Mehr als nur die Mogli-Geschichten
Zuerst einmal handeln die Geschichten natürlich von Mogli, dem Menschenjungen, der als kleines Kind von Wölfen adaptiert und aufgezogen wurde. Wir können nachlesen, wie er lernt, was es braucht, um im Dschungel zu überleben. Er lernt die Bewohner und deren Sprachen kennen und er lernt natürlich das Gesetz des Dschungels, das über allem steht.
Das oberste Gesetz lautet: „Töte nie einen Menschen.“ Der Grund dafür ist nicht etwa reine Freundlichkeit, sondern die Gefahr, die von der Rache der Menschen ausgeht.
Kiplings Dschungel erinnert beinahe an einen Staat mit seinen Gesetzen und seiner Hierarchie. Alles im Dschungel hat seinen Platz, an den es gehört. Wenn sich alle an das Gesetz des Dschungels halten, dann herrschen Friede und Ordnung. Wird das Gesetz gebrochen, gibt es Ärger.
Als Mogli zum ersten Mal auf Menschen trifft, muss er erst lernen, Mensch zu sein und mit den Eigenheiten der Zivilisation zurechtzukommen.
Interessant ist, wie unterschiedlich Inder und Engländer den Dschungel und seine Bewohner sehen und behandeln. Bei den indischen Bewohnern des Landes herrscht eine Menge Aberglaube. Das führt an einer Stelle dazu, dass Mogli aus Rache „den Dschungel loslässt“ und ein Dorf dem Erdboden gleichmacht. Nein, das harmlose Kind aus dem Disneyfilm ist Mogli wahrhaftig nicht.
Teil 2 erzählt uns dann in weiteren Kurzgeschichten Geschichten darüber, wie Dschungeltiere und Menschen auskommen. Mal ist es ein Ignorieren, mal ein Helfen, mal ein Jagen und Töten.
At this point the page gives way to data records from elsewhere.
//! Kernel state: per-buffer shape-trackers, the axis model, and the
//! base simplifiers everything else is built from.
//!
//! The shape of a kernel is partitioned into ordered segments:
//!
//! ```text
//! [ globals | locals | grouped-reduce | reduce | upcast ]
//!            ^first_reduce                      ^first_upcast
//! ```
//!
//! Upcast axes further split into reduce-upcast and plain upcast by
//! comparing the full shape to the output shape.

use std::cell::OnceCell;

use colored::{Color, Colorize};
use hashbrown::HashMap;
use smallvec::SmallVec;

use crate::error::{check, KernelOptError, OptResult};
use crate::graph::{Op, UOp};
use crate::opt::Opt;
use crate::renderer::{Renderer, TensorCore};
use crate::shape::{get_contraction, prod, strides_for_shape, RealStrides, Shape, ShapeTracker};

use super::tensor_core::TensorCoreOptions;

/// Mutable optimizer state for a single fused kernel.
#[derive(Debug, Clone)]
pub struct Kernel {
    pub(crate) ast: UOp,
    pub(crate) renderer: Renderer,
    pub(crate) reduceops: Vec<UOp>,
    /// Buffer ops in reverse toposort order. This ordering is part of
    /// the contract: every buffer index below derives from it.
    pub(crate) bufs: Vec<UOp>,
    pub(crate) full_buf_index: usize,
    /// One tracker per buffer, then output/input pairs per reduce.
    pub(crate) sts: Vec<ShapeTracker>,
    pub(crate) applied_opts: Vec<Opt>,
    pub(crate) group_for_reduces: usize,
    pub(crate) upcasted: usize,
    pub(crate) local_dims: usize,
    pub(crate) tensor_core: Option<TensorCore>,
    pub(crate) tensor_core_opts: Option<TensorCoreOptions>,
    pub(crate) use_tensor_cores: u8,
    pub(crate) dont_use_locals: bool,
    pub(crate) name_cell: OnceCell<String>,
}

impl PartialEq for Kernel {
    /// State equality: same graph identity and same optimizer state.
    fn eq(&self, other: &Self) -> bool {
        self.ast == other.ast
            && self.sts == other.sts
            && self.applied_opts == other.applied_opts
            && self.group_for_reduces == other.group_for_reduces
            && self.upcasted == other.upcasted
            && self.local_dims == other.local_dims
            && self.tensor_core == other.tensor_core
            && self.tensor_core_opts == other.tensor_core_opts
            && self.use_tensor_cores == other.use_tensor_cores
            && self.dont_use_locals == other.dont_use_locals
    }
}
„Das kommt schon. Ich sage Ihnen, nur einmal in meiner Laufbahn, und das sind dreißig Jahre, habe ich einen Jungen getroffen, der so angefangen hatte wie dieser mann. Und der ist gestorben. Manchmal hört man von ihnen in den Volkszählungsberichten, aber sie sterben alle. Dieser Mann hat überlebt, und er ist ein Anachronismus, denn er ist vor der Eiszeit und der Steinzeit. Sehen Sie, er steht am Beginn der Geschichte des Menschen – Adam im Garten, und jetzt brauchen wir nur noch eine Eva! Nein! Er ist älter als dieses Kindermärchen, genauso wie der Rukh älter ist als die Götter. Gisborne, ich bin jetzt Heide, ein für allemal.“
Rudyard Kipling – Das Dschungelbuch 1
Aufbau und Übersetzung dieser Auflage
Diese Auflage bei dtv enthält Das Dschungelbuch 1 und 2, von Andreas Nohl neu übersetzt. Im Nachwort erklärt er einige seiner Übersetzungsentscheidungen, wie etwa die Schlange Kaa weiblich statt männlich sein zu lassen, um Verwirrung durch unterschiedliche Pronomen (die Schlange – der Kaa) zu vermeiden. Im Vordergrund der Übersetzung standen Lesbarkeit und Eindeutigkeit, was durchaus gelungen ist.
Die Geschichten wurden so sortiert, dass in Teil 1 die Mogli-Geschichten vereint sind und eine Art Chronologie ergeben. Teil 2 enthält verschiedene Einzelgeschichten, die inhaltlich nicht zusammenhängen.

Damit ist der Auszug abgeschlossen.